Primeramente enseña el santo Concilio, y abierta y sencillamente confiesa, que en el augusto sacramento de la Eucaristía, después de la consagración del pan y del vino, se contiene verdadera, real y sustancialmente [Can. 1] nuestro Señor Jesucristo, verdadero Dios y hombre, bajo la apariencia de aquellas cosas sensibles. Porque no son cosas que repugnen entre sí que el mismo Salvador nuestro esté siempre sentado a la diestra de Dios Padre, según su, modo natural de existir, y que en muchos otros lugares esté para nosotros sacramentalmente presente en su sustancia, por aquel modo de existencia, que si bien apenas podemos expresarla con palabras, por el pensamiento, ilustrado por la fe, podemos alcanzar ser posible a Dios y debemos constantísimamente creerlo. En efecto, así todos nuestros antepasados, cuantos fueron en la verdadera Iglesia de Cristo que disertaron acerca de este santísimo sacramento, muy abiertamente profesaron que nuestro Redentor instituyó este tan admirable sacramento en la última Cena, cuando, después de la bendición del pan y del vino, con expresas y claras palabras atestiguó que daba a sus Apóstoles su propio cuerpo y su propia sangre. Estas palabras, conmemoradas por los santos Evangelistas [Mt 26, 26 ss.; Mc 14, 22 ss.; Lc 22, 19 s] y repetidas luego por San Pablo [1 Co 11, 23 ss.], como quiera que ostentan aquella propia y clarísima significación, según la cual han sido entendidas por los Padres, es infamia verdaderamente indignísima que algunos hombres pendencieros y perversos las desvíen a tropos ficticios e imaginarios, por los que se niega la verdad de la carne y sangre de Cristo, contra el universal sentir de la Iglesia, que, como columna y sostén de la verdad [1Tm 3, 15], detestó por satánicas estas invenciones excogitadas por hombres impíos, a la par que reconocía siempre con gratitud y recuerdo este excelentísimo beneficio de Cristo.

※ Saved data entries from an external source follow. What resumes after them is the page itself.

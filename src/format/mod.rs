//! Output formatters
//!
//! Provides trait-based output formatting for search results.

pub mod gpx;
pub mod json;
pub mod text;
pub mod url;

use crate::config::Config;
use crate::error::Result;
use crate::peaks::SearchResponse;
use serde::{Deserialize, Serialize};

/// Information about an output format
#[derive(Debug, Clone, Serialize, Deserialize)]
pub struct FormatInfo {
    /// Format name
    pub name: String,
    /// Format description
    pub description: String,
}

/// Trait for output formatters
pub trait OutputFormatter: Send + Sync {
    /// Get the format name
    fn name(&self) -> &str;

    /// Get the format description
    fn description(&self) -> &str;

    /// Format the search response
    ///
    /// # Arguments
    /// * `response` - The search response to format
    /// * `config` - Application config (for url providers, units, etc.)
    fn format(&self, response: &SearchResponse, config: &Config) -> Result<String>;
}

/// Get a formatter by name
pub fn get_formatter(name: &str) -> Option<Box<dyn OutputFormatter>> {
    match name.to_lowercase().as_str() {
        "json" => Some(Box::new(json::JsonFormatter)),
        "text" => Some(Box::new(text::TextFormatter)),
        "gpx" => Some(Box::new(gpx::GpxFormatter)),
        "url" => Some(Box::new(url::UrlFormatter)),
        _ => None,
    }
}

/// List all available formatters
pub fn available_formats() -> Vec<FormatInfo> {
    [
        json::JsonFormatter.info(),
        text::TextFormatter.info(),
        gpx::GpxFormatter.info(),
        url::UrlFormatter.info(),
    ]
    .into()
}

trait Describe {
    fn info(&self) -> FormatInfo;
}

impl<T: OutputFormatter> Describe for T {
    fn info(&self) -> FormatInfo {
        FormatInfo {
            name: self.name().to_string(),
            description: self.description().to_string(),
        }
    }
}
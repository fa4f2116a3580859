//! Human-readable text output formatter

use crate::config::Config;
use crate::error::Result;
use crate::format::OutputFormatter;
use crate::peaks::search::AttemptOutcome;
use crate::peaks::SearchResponse;

/// Text formatter - outputs a numbered list of peaks
pub struct TextFormatter;

impl OutputFormatter for TextFormatter {
    fn name(&self) -> &str {
        "text"
    }

    fn description(&self) -> &str {
        "Human-readable text"
    }

    fn format(&self, response: &SearchResponse, _config: &Config) -> Result<String> {
        let unit = response.request.unit;
        let mut output = String::new();

        output.push_str(&format!("Peaks near {}\n", response.center()));

        if response.peaks.is_empty() {
            let searched = response
                .attempts
                .last()
                .map(|a| format!(" within {} {}", a.radius, unit.symbol()))
                .unwrap_or_default();
            output.push_str(&format!("No peaks found{}\n", searched));
        } else {
            for (rank, ranked) in response.peaks.iter().enumerate() {
                let peak = &ranked.peak;
                let elevation = peak
                    .elevation_meters
                    .map(|m| format!(", {:.0} m", m))
                    .unwrap_or_default();
                output.push_str(&format!(
                    "  {}. {} ({:.2} {}{}) at {}\n",
                    rank + 1,
                    peak.name,
                    unit.from_meters(ranked.distance_meters),
                    unit.symbol(),
                    elevation,
                    peak.coords
                ));
            }
        }

        let failures: Vec<String> = response
            .attempts
            .iter()
            .filter_map(|a| match &a.outcome {
                AttemptOutcome::Failed { kind, .. } => {
                    Some(format!("{} {}: {}", a.radius, unit.symbol(), kind))
                }
                _ => None,
            })
            .collect();

        if !failures.is_empty() {
            output.push_str(&format!("\nFailed lookups: {}\n", failures.join("; ")));
        }

        Ok(output)
    }
}
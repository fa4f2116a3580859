//! peak-finder: Nearest Mountain Peak Search
//!
//! A library and CLI tool for finding named mountain peaks near a location
//! using OpenStreetMap data, and handing a chosen peak to a directions
//! provider.
//!
//! ## Features
//!
//! - Expanding-radius search that stops at the first radius with results
//! - Haversine ranking with stable tie-breaking, bounded to the top N
//! - Soft failure: unreachable or garbled lookups are logged and skipped
//! - Directions URLs for Google Maps, OpenStreetMap and Apple Maps
//! - HTTP API + CLI interface
//!
//! ## Quick Start
//!
//! ```no_run
//! use peak_finder::coord::Coordinates;
//! use peak_finder::peaks::overpass::OverpassClient;
//! use peak_finder::peaks::PeakSearch;
//! use peak_finder::config::SearchConfig;
//!
//! # async fn demo() -> peak_finder::Result<()> {
//! let config = SearchConfig::default();
//! let search = PeakSearch::from_config(OverpassClient::new(&config)?, &config)?;
//!
//! let here = Coordinates::new(46.5580, 7.8355);
//! let peaks = search.find_nearest_peaks(here, 5).await?;
//! for ranked in &peaks {
//!     println!("{} at {:.0} m", ranked.peak.name, ranked.distance_meters);
//! }
//! # Ok(())
//! # }
//! ```

pub mod cli;
pub mod config;
pub mod constants;
pub mod coord;
pub mod error;
pub mod format;
pub mod geo;
pub mod navigation;
pub mod peaks;
pub mod server;

// Re-export commonly used types
pub use config::Config;
pub use coord::{Coordinates, DistanceUnit};
pub use error::{Error, QueryError, Result};
pub use peaks::{PeakRecord, PeakSearch, PeakSource, RankedPeak, RankedResult};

 Cap. 2. Razón de la institución de este santísimo sacramento

Así, pues, nuestro Salvador, cuando estaba para salir de este mundo al Padre, instituyó este sacramento en el que vino como a derramar las riquezas de su divino amor hacia los hombres, componiendo un memorial de sus maravillas [Sal 110, 4], y mandó que al recibirlo, hiciéramos memoria de Él [1 Co 11, 24] y anunciáramos su muerte hasta que É1 mismo venga a juzgar al mundo [1 Co 11, 25]. Ahora bien, quiso que este sacramento se tomara como espiritual alimento de las almas [Mt 26, 26]) por el que se alimenten y fortalezcan [Can. 5] los que viven de la vida de Aquél que dijo: El que me come a mí, también él vivirá por mí [Jn 6, 58], y como antídoto por el que seamos liberados de las culpas cotidianas y preservados de los pecados mortales. Quise también que fuera prenda de nuestra futura gloria y perpetua felicidad, y juntamente símbolo de aquel solo cuerpo, del que es Él mismo la cabeza [1 Co 11, 3; Ef 5, 23] y con el que quiso que nosotros estuviéramos, como miembros, unidos por la más estrecha conexión de la fe, la esperanza y la caridad, a fin de que todos dijéramos una misma cosa y no hubiera entre nosotros escisiones [cfr. 1 Co 1, 10].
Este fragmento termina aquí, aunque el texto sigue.